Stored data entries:
****************
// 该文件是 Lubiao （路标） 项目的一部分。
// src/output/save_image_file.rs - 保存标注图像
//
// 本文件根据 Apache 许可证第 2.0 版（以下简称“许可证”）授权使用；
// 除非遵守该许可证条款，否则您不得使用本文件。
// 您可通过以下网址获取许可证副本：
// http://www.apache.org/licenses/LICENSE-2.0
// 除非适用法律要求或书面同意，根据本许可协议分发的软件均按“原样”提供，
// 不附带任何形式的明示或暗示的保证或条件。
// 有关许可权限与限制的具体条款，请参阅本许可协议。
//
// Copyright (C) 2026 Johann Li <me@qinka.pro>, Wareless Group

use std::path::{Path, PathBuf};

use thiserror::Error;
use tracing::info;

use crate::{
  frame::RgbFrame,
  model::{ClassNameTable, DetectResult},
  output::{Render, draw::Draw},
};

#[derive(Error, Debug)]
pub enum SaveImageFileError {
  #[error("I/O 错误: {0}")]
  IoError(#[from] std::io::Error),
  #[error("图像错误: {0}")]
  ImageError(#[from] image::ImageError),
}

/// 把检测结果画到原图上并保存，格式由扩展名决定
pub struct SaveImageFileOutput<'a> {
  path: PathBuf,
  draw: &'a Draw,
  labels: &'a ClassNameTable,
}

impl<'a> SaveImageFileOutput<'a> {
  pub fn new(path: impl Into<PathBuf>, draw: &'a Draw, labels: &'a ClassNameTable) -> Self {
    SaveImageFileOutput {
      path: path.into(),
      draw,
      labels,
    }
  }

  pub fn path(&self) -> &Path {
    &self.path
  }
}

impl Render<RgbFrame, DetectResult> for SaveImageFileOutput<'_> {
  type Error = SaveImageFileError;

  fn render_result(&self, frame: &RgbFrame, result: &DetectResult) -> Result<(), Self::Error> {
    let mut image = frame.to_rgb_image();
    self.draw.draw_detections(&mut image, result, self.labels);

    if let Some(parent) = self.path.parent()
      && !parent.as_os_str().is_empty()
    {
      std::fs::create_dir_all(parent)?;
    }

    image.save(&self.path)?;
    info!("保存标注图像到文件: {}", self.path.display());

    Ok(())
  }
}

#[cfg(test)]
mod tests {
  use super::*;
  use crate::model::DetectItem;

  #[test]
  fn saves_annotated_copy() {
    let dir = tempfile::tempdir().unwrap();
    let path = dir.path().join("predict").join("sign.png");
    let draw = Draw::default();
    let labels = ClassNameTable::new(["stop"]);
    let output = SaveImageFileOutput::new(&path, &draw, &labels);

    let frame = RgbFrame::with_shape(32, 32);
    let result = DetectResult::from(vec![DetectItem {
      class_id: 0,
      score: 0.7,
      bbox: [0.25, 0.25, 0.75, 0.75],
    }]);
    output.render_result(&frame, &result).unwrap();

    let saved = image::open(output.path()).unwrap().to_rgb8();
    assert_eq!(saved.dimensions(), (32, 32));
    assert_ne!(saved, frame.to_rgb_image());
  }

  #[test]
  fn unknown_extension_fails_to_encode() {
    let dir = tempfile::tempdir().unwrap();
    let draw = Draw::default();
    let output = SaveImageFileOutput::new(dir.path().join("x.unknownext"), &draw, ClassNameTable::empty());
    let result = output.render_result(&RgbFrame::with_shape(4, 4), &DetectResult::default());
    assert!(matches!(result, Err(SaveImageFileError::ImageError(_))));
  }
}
****************
TASK DETAILS: Above are the entries; copy every line among them that contains the word "ImageError".

ANSWER BELOW:
  ImageError(#[from] image::ImageError),
    assert!(matches!(result, Err(SaveImageFileError::ImageError(_))));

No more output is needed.